Nice as it was to shake hands with Duddy again, however, the protagonist of St. Urbain’s is Jake Hersch, who is pretty much the flip side of Kravitz. Where Duddy is relentlessly amoral, Jake is burdened with an overactive social conscience; where Duddy is rapaciously acquisitive, Jake takes whatever wealth drops in his lap without actively pursuing it; where Duddy is an unapologetic philanderer, Jake is devoted to wife and family; where Duddy rarely considers consequences, Jake expects disaster at every turn; and, where Duddy gives not a thought to whether he deserves his gains–ill-gotten or not–Jake seldom feels he deserves anything he has.

All of this might lead one to suspect a Woody Allen nerd, but Jake is no such thing. He’s a successful film and television director, bred in Montreal’s Jewish neighborhood (St. Urbain’s avenue. Not quite a ghetto any more as of the sixties when the book is mostly set.), he’s migrated to London, married a gorgeous schiksa, and built himself a nice position and living. The thing is, he’s not good enough, he thinks, to do more than pedestrian work. He turns down chances to attempt bigger, better films, for various ethical reasons that mask his conviction that he’s a secret fraud.

All this we learn as we explore his past and present through the dynamics of the event that frames the whole novel–a bizarre trial for rape and sodomy and drugs and assault. He’s accused of aiding and abetting these crimes, though the ringleader is one Harry Stein, among the most clever, cynical, and repellent characters you’ll meet in any book, one you certainly don’t want in your life.
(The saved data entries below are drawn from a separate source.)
//! Controller-specific error types.
//!
//! Kubernetes errors are classified where they enter the controller (see
//! [`ControllerError::from_kube`]). Write conflicts are retried locally; every
//! other failure is handed back to the controller runtime.

use kube::Error as KubeError;
use thiserror::Error;

/// Errors that can occur in the pod-debug controller.
#[derive(Debug, Error)]
pub enum ControllerError {
    /// Kubernetes API error other than a write conflict
    #[error("Kubernetes error: {0}")]
    Kube(#[from] KubeError),

    /// The object changed between read and write (HTTP 409)
    #[error("Write conflict on {0}")]
    Conflict(String),

    /// Conflict retry budget spent without a successful write
    #[error("Gave up after {attempts} conflicting writes: {last}")]
    RetryExhausted {
        attempts: u32,
        #[source]
        last: Box<ControllerError>,
    },

    /// Reconciliation abandoned because of shutdown or deadline
    #[error("Reconciliation cancelled: {0}")]
    Cancelled(String),

    /// The owner reference could not be placed on the companion Service
    #[error("Owner reference could not be set: {0}")]
    OwnerReference(String),

    /// Resource watch failed
    #[error("Resource watch failed: {0}")]
    Watch(String),
}

impl ControllerError {
    /// Classifies a Kubernetes client error.
    ///
    /// HTTP 409 becomes [`ControllerError::Conflict`], everything else stays
    /// a [`ControllerError::Kube`].
    pub fn from_kube(error: KubeError) -> Self {
        match &error {
            KubeError::Api(response) if response.code == 409 => {
                ControllerError::Conflict(error.to_string())
            }
            _ => ControllerError::Kube(error),
        }
    }

    /// Whether this is a write conflict that may succeed on a fresh read.
    pub fn is_conflict(&self) -> bool {
        matches!(self, ControllerError::Conflict(_))
    }
}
How does Jake get involved with the guy? For the answer to that one, we return to the title. Jake has an older cousin named Joey whom he idolizes as a hero, starting when said cousin defended the Jewish community against the misdeeds of the French Canadians using them as a scapegoat for their own problems. Eventually, against all evidence that Joey is a fraud and a con man–not a very good one at that–Jake develops an image of him as a true Golem. A sort of Jewish superman who roams the world looking for brethren in trouble and rides in on a white horse just in time to save the day. Though he has not seen or heard from Joey since boyhood when he was run out of town by persons unknown (maybe people from Jake’s own family who saw him as a troublemaker spoiling their attempts to minimize conflicts in their hostile relationships with the French), in Jake’s mind, Joey is engaged in a lifetime quest to bring the notorious Joseph Mengele to justice. Jake picks up scraps of information here and there over the years, information he always twists to fit his own preconception. In one of his searches for Joey, Jake runs across one of his cousin’s several wives, Ruthie, who is looking to Jake to reimburse her for money Joey has taken. He refuses. Ruthie enlists the help of Stein, who engages in a campaign of clever and ruthless harassment. Jake lets himself get drawn in as he attempts to make peace.

Complex? Yes. But never confusing. People act unpredictably and against their own self interest, Richler makes it funny with his unmatched satiric and painfully sarcastic wit. Not a perfect book. Jake’s wife, Nancy, reminds me of Waylon and Willie’s “Good Hearted Woman,” for example. But a damned good one. Pick it up.